§ **ABOUT THIS TASK**: Only lines holding the word "AxisLabels" are needed; copy each of them from the material.

*** Opening of RECORDS SHOWN ***

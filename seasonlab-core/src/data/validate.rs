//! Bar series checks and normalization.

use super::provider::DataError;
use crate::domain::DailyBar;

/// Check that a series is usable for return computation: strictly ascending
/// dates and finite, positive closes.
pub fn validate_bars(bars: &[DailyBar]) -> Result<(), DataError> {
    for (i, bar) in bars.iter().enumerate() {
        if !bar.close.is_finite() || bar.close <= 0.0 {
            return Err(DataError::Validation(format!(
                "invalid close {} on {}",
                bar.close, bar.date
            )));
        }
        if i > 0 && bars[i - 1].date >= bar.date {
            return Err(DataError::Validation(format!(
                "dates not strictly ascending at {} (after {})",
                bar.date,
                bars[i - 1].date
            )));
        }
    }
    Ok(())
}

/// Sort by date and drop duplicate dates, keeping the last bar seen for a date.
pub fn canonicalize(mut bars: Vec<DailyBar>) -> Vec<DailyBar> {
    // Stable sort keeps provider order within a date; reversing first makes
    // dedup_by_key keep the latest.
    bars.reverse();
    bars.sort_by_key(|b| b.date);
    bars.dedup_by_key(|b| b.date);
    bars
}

*** Close of RECORDS SHOWN ***
*** Opening of RECORDS SHOWN ***

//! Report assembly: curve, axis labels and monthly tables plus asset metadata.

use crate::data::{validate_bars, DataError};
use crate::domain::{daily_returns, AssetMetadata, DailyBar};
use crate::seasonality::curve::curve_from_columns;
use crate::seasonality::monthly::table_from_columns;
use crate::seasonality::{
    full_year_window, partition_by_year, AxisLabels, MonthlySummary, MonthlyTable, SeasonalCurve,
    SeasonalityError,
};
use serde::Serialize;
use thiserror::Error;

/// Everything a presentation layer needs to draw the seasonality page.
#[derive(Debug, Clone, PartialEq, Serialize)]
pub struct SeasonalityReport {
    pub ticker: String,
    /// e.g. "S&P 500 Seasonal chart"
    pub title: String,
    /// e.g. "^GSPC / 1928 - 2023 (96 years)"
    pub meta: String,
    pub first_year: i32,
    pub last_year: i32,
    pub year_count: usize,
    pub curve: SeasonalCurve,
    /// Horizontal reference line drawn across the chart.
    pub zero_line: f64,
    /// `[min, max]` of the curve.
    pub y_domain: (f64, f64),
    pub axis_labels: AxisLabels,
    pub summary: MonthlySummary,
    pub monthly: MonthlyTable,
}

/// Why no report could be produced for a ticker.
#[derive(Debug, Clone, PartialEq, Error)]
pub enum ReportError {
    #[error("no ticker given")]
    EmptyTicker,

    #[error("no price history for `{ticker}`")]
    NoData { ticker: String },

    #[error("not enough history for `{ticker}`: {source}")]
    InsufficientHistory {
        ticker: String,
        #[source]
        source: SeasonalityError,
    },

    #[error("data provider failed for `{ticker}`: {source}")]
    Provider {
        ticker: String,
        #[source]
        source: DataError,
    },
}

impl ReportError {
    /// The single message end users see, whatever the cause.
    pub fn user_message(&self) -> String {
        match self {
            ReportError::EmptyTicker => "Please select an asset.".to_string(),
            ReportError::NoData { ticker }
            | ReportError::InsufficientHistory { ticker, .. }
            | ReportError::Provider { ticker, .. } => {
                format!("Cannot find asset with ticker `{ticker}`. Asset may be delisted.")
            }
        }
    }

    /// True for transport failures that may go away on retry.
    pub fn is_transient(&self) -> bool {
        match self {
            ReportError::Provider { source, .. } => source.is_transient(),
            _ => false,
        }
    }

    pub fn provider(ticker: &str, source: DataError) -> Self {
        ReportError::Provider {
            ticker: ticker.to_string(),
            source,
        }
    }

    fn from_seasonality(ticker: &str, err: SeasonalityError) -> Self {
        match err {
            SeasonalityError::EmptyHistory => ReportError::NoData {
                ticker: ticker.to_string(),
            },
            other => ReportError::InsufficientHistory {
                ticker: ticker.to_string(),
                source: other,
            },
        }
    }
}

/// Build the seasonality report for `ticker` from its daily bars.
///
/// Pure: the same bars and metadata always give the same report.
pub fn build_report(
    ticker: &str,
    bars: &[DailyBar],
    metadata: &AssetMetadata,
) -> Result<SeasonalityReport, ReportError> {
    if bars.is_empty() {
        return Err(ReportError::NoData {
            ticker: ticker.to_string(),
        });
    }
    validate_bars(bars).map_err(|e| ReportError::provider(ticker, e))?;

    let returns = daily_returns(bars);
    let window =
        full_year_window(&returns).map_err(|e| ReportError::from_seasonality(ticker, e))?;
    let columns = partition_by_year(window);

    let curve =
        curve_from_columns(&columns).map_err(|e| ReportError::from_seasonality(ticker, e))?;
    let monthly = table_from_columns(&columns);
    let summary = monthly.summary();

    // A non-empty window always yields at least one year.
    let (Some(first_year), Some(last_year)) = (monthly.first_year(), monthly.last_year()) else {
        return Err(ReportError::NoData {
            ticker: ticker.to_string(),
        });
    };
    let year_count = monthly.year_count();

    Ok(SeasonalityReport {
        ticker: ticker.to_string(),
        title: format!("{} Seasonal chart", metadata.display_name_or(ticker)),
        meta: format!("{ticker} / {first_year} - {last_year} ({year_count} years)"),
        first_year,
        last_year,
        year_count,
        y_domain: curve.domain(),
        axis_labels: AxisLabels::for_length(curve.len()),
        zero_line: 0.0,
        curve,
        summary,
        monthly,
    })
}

*** Close of RECORDS SHOWN ***
*** Opening of RECORDS SHOWN ***

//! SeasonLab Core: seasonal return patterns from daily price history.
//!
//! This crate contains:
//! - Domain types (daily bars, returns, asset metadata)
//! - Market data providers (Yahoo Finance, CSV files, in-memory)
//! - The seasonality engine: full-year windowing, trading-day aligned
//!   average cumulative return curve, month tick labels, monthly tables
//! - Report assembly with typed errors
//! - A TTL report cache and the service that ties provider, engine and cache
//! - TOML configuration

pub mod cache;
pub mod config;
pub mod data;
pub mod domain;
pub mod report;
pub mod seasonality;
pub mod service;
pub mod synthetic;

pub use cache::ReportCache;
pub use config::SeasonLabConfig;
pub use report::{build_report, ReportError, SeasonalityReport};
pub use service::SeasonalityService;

*** Close of RECORDS SHOWN ***

§ **RESULT OF THE EXERCISE**:
    full_year_window, partition_by_year, AxisLabels, MonthlySummary, MonthlyTable, SeasonalCurve,
    pub axis_labels: AxisLabels,
        axis_labels: AxisLabels::for_length(curve.len()),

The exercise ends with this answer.